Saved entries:

● ● ● ● ●

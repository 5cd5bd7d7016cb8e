//! Instagram channel linking.
//!
//! Linking runs a fixed sequence of provider calls: code exchange, profile
//! lookup, long-lived token exchange, then a single channel insert. A failure
//! at any step aborts the flow without retrying or undoing earlier steps.

use std::sync::Arc;

use async_trait::async_trait;
use tracing::{debug, info, warn};
use uuid::Uuid;

use crate::domain::ports::{
    ChannelLinkCommand, ChannelRepository, ChannelsQuery, SocialOAuthError, SocialOAuthProvider,
};
use crate::domain::{
    Account, ChannelTokenUpdate, ChannelView, Error, INSTAGRAM_SCOPES, NewChannel, Platform,
};

pub const MISSING_PARAMETERS_MESSAGE: &str = "Missing required parameters";
pub const CHANNEL_NOT_FOUND_MESSAGE: &str = "Channel not found";

fn map_provider_error(error: SocialOAuthError) -> Error {
    Error::internal(error.to_string())
}

/// Required scopes absent from `granted`, in canonical order.
pub fn missing_scopes(granted: &[String]) -> Vec<&'static str> {
    INSTAGRAM_SCOPES
        .into_iter()
        .filter(|scope| !granted.iter().any(|g| g.trim() == *scope))
        .collect()
}

#[derive(Clone)]
pub struct SocialLinkService<O: ?Sized, C: ?Sized> {
    provider: Arc<O>,
    channels: Arc<C>,
}

impl<O: ?Sized, C: ?Sized> SocialLinkService<O, C> {
    pub fn new(provider: Arc<O>, channels: Arc<C>) -> Self {
        Self { provider, channels }
    }
}

#[async_trait]
impl<O: ?Sized, C: ?Sized> ChannelLinkCommand for SocialLinkService<O, C>
where
    O: SocialOAuthProvider,
    C: ChannelRepository,
{
    async fn authorization_url(&self) -> Result<String, Error> {
        self.provider.authorization_url().map_err(map_provider_error)
    }

    async fn link(&self, account: &Account, code: &str) -> Result<ChannelView, Error> {
        let code = code.trim();
        if code.is_empty() {
            return Err(Error::invalid_request(MISSING_PARAMETERS_MESSAGE)
                .with_field_error("code", "Authorization code is required"));
        }

        let short_lived = self
            .provider
            .exchange_code(code)
            .await
            .map_err(map_provider_error)?;
        let missing = missing_scopes(&short_lived.permissions);
        if !missing.is_empty() {
            let missing = missing.join(", ");
            warn!(account_id = %account.id, missing = %missing, "instagram grant is incomplete");
            return Err(Error::invalid_request(format!(
                "Missing required permissions: {missing}"
            )));
        }

        debug!(instagram_user_id = %short_lived.user_id, "fetching instagram profile");
        let profile = self
            .provider
            .fetch_profile(&short_lived.access_token)
            .await
            .map_err(map_provider_error)?;
        let long_lived = self
            .provider
            .long_lived_token(&short_lived.access_token)
            .await
            .map_err(map_provider_error)?;

        let channel = self
            .channels
            .create(&NewChannel {
                user_id: account.id,
                platform: Platform::Instagram,
                name: profile.username,
                profile_url: profile.profile_picture_url,
                connection_state: true,
                access_token: long_lived.access_token,
            })
            .await
            .map_err(|err| Error::internal(err.to_string()))?;
        info!(account_id = %account.id, channel_id = %channel.id, "instagram account linked");
        Ok(channel.into())
    }

    async fn refresh(&self, account: &Account, channel_id: Uuid) -> Result<ChannelView, Error> {
        let channel = self
            .channels
            .find_by_id(channel_id)
            .await
            .map_err(|err| Error::internal(err.to_string()))?
            .filter(|channel| channel.user_id == account.id && channel.platform == Platform::Instagram)
            .ok_or_else(|| Error::not_found(CHANNEL_NOT_FOUND_MESSAGE))?;
        let Some(current_token) = channel.access_token.as_deref() else {
            return Err(Error::internal(format!("channel {channel_id} has no access token")));
        };

        let refreshed = self
            .provider
            .refresh_long_lived_token(current_token)
            .await
            .map_err(map_provider_error)?;
        let profile = self
            .provider
            .fetch_profile(&refreshed.access_token)
            .await
            .map_err(map_provider_error)?;

        let updated = self
            .channels
            .update_token(
                channel_id,
                &ChannelTokenUpdate {
                    access_token: refreshed.access_token,
                    profile_url: profile.profile_picture_url.or(channel.profile_url),
                    connection_state: true,
                },
            )
            .await
            .map_err(|err| Error::internal(err.to_string()))?;
        info!(account_id = %account.id, channel_id = %channel_id, "instagram channel refreshed");
        Ok(updated.into())
    }
}

#[async_trait]
impl<O: ?Sized, C: ?Sized> ChannelsQuery for SocialLinkService<O, C>
where
    O: SocialOAuthProvider,
    C: ChannelRepository,
{
    async fn channels(&self, account: &Account) -> Result<Vec<ChannelView>, Error> {
        let channels = self
            .channels
            .list_for_account(account.id)
            .await
            .map_err(|err| Error::internal(err.to_string()))?;
        Ok(channels.into_iter().map(ChannelView::from).collect())
    }
}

● ● ● ● ●

**DESCRIPTION OF THE TASK:** Within the records, count the lines that include the word "impl". Answer with the number only.

**ANSWER TO THE PROBLEM:** 3